The Coalition government has lost its 29th consecutive Newspoll and put Prime Minister Malcolm Turnbull only one more failure away from reaching the threshold he cited/invented to depose Tony Abbott.

The Australian‘s ($) survey puts Labor ahead of the Coalition 53-47 on a two-party preferred basis, and while Opposition Leader Bill Shorten’s dividend imputation credit policy proved unpopular, receiving only 33% support and 50% opposed, it was not enough to stop Labor’s primary vote from jumping a point to 39%.

The Age reports that Turnbull is now engaged in a last-minute bid to pass his company tax changes in the Senate, telling Fairfax yesterday that the average full-time worker will have “an extra $750 in their pockets each and every year” based on Treasury modelling that has since been ridiculed by Labor.

HOWZAT!?

The International Cricket Council has suspended Australian captain Steve Smith over his role in yesterday’s ball-tampering scandal, after Smith and vice-captain David Warner had agreed to stand down from their leadership positions for the remainder of the third Test against South Africa.

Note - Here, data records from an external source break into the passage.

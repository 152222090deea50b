//! Settings loading with deep merge and environment variable overrides.
//!
//! Loading flow:
//! 1. Start with compiled [`WeatherSettings::default()`]
//! 2. If the settings file exists, deep-merge user values over defaults
//! 3. Apply environment variable overrides (highest priority)
//!
//! Deep merge rules:
//! - Objects are merged recursively (source overrides target per-key)
//! - Arrays and primitives are replaced entirely by source
//! - Null values in source are skipped (preserving target)

use std::path::{Path, PathBuf};

use serde_json::Value;
use tracing::debug;

use crate::errors::{Result, SettingsError};
use crate::types::{SourceKind, WeatherSettings};

/// Resolve the path to the settings file (`~/.weatherwatch/settings.json`).
pub fn settings_path() -> PathBuf {
    let home = std::env::var("HOME").unwrap_or_else(|_| "/tmp".to_string());
    PathBuf::from(home).join(".weatherwatch").join("settings.json")
}

/// Load settings from the default path with env var overrides.
pub fn load_settings() -> Result<WeatherSettings> {
    load_settings_from_path(&settings_path())
}

/// Load settings from a specific path with env var overrides.
///
/// If the file does not exist, returns defaults. If the file contains
/// invalid JSON, returns an error.
pub fn load_settings_from_path(path: &Path) -> Result<WeatherSettings> {
    let mut settings = read_settings_file(path)?;
    apply_env_overrides(&mut settings);
    Ok(settings)
}

/// Defaults deep-merged with the file at `path`, without env overrides.
pub fn read_settings_file(path: &Path) -> Result<WeatherSettings> {
    let defaults = serde_json::to_value(WeatherSettings::default())?;

    let merged = if path.exists() {
        debug!(?path, "loading settings from file");
        let content = std::fs::read_to_string(path).map_err(|source| SettingsError::Read {
            path: path.to_path_buf(),
            source,
        })?;
        let user: Value = serde_json::from_str(&content).map_err(|source| SettingsError::Parse {
            path: path.to_path_buf(),
            source,
        })?;
        deep_merge(defaults, user)
    } else {
        debug!(?path, "settings file not found, using defaults");
        defaults
    };

    Ok(serde_json::from_value(merged)?)
}

/// Recursive deep merge of two JSON values.
pub fn deep_merge(target: Value, source: Value) -> Value {
    match (target, source) {
        (Value::Object(mut target_map), Value::Object(source_map)) => {
            for (key, source_val) in source_map {
                if source_val.is_null() {
                    continue;
                }
                let merged = if let Some(target_val) = target_map.remove(&key) {
                    deep_merge(target_val, source_val)
                } else {
                    source_val
                };
                let _ = target_map.insert(key, merged);
            }
            Value::Object(target_map)
        }
        (_, source) => source,
    }
}

/// Apply environment variable overrides to loaded settings.
///
/// Invalid values are logged and ignored (fall back to file/default).
pub fn apply_env_overrides(settings: &mut WeatherSettings) {
    apply_overrides_from(settings, |name| std::env::var(name).ok());
}

/// Same as [`apply_env_overrides`] but reading from an arbitrary lookup,
/// so tests do not have to mutate the process environment.
pub fn apply_overrides_from<F>(settings: &mut WeatherSettings, lookup: F)
where
    F: Fn(&str) -> Option<String>,
{
    let read = |name: &str| lookup(name).filter(|v| !v.is_empty());

    // ── Server ──────────────────────────────────────────────────────
    if let Some(v) = read("WEATHERWATCH_HOST") {
        settings.server.host = v;
    }
    if let Some(v) = read("WEATHERWATCH_PORT").and_then(|v| checked(&v, "WEATHERWATCH_PORT", parse_u16)) {
        settings.server.port = v;
    }
    if let Some(v) = read("WEATHERWATCH_MAX_SEND_QUEUE")
        .and_then(|v| checked(&v, "WEATHERWATCH_MAX_SEND_QUEUE", |s| parse_usize_range(s, 1, 65_536)))
    {
        settings.server.max_send_queue = v;
    }

    // ── Polling ─────────────────────────────────────────────────────
    if let Some(v) = read("WEATHERWATCH_POLL_INTERVAL_MS").and_then(|v| {
        checked(&v, "WEATHERWATCH_POLL_INTERVAL_MS", |s| parse_u64_range(s, 100, 86_400_000))
    }) {
        settings.polling.interval_ms = v;
    }

    // ── Source ──────────────────────────────────────────────────────
    if let Some(v) = read("WEATHERWATCH_SOURCE").and_then(|v| checked(&v, "WEATHERWATCH_SOURCE", parse_source_kind)) {
        settings.source.kind = v;
    }
    if let Some(v) = read("WEATHERWATCH_SOURCE_URL") {
        settings.source.base_url = Some(v);
    }
    if let Some(v) = read("WEATHERWATCH_SOURCE_TIMEOUT_MS").and_then(|v| {
        checked(&v, "WEATHERWATCH_SOURCE_TIMEOUT_MS", |s| parse_u64_range(s, 100, 600_000))
    }) {
        settings.source.request_timeout_ms = v;
    }

    // ── Logging ─────────────────────────────────────────────────────
    if let Some(v) = read("WEATHERWATCH_LOG_LEVEL") {
        settings.logging.level = v;
    }
    if let Some(v) = read("WEATHERWATCH_LOG_JSON").and_then(|v| checked(&v, "WEATHERWATCH_LOG_JSON", parse_bool)) {
        settings.logging.json = v;
    }
}

fn checked<T>(val: &str, key: &str, parse: impl Fn(&str) -> Option<T>) -> Option<T> {
    let result = parse(val);
    if result.is_none() {
        tracing::warn!(key, value = %val, "invalid env var, ignoring");
    }
    result
}

// ── Pure parsing functions ──────────────────────────────────────────────────

/// Parse a string as a boolean.
///
/// Accepts (case-insensitive): `true`/`1`/`yes`/`on` or `false`/`0`/`no`/`off`.
pub fn parse_bool(val: &str) -> Option<bool> {
    match val.to_lowercase().as_str() {
        "true" | "1" | "yes" | "on" => Some(true),
        "false" | "0" | "no" | "off" => Some(false),
        _ => None,
    }
}

/// Parse a port number. `0` is allowed and means "pick a free port".
pub fn parse_u16(val: &str) -> Option<u16> {
    val.parse().ok()
}

/// Parse a string as a `u64` within a range.
pub fn parse_u64_range(val: &str, min: u64, max: u64) -> Option<u64> {
    let n: u64 = val.parse().ok()?;
    (n >= min && n <= max).then_some(n)
}

/// Parse a string as a `usize` within a range.
pub fn parse_usize_range(val: &str, min: usize, max: usize) -> Option<usize> {
    let n: usize = val.parse().ok()?;
    (n >= min && n <= max).then_some(n)
}

pub fn parse_source_kind(val: &str) -> Option<SourceKind> {
    val.parse().ok()
}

According to The Age, the ICC has found Smith guilty of being “party to a decision to attempt to change the condition of the ball in order to gain an unfair advantage”. Smith was fined 100% of his match fee and banned from his next Test match, ensuring wicketkeeper Tim Paine will lead as team captain. Cameron Bancroft, whose application of yellow tape to try to alter the condition of a ball on day three triggered the scandal, will forfeit 75% of his earnings and receive three demerit points, one short of a suspension.

BETTER LATE THAN NEVER

Former South Australian Labor tourism minister Leon Bignell has won his SA lower house seat of Mawson, the last to be called in the state election, by just over 100 votes.

The ABC reports that Bignell was tipped to lose to Liberal candidate Andy Gilfillan following an electoral boundary redistribution, but, after eight days of counting, announced yesterday that has held on by “either 113 or 115 or perhaps 117 votes”.

THEY REALLY SAID THAT?

“I am here today to represent Courtlin Arrington. I am here today to represent Hadiya Pendleton. I am here today to represent Taiyania Thompson, who at just 16 years old, was shot dead at her home here in Washington, DC. I am here today to acknowledge and represent the African-American girls whose stories don’t make the front page of every national newspaper, whose stories don’t lead on the evening news.”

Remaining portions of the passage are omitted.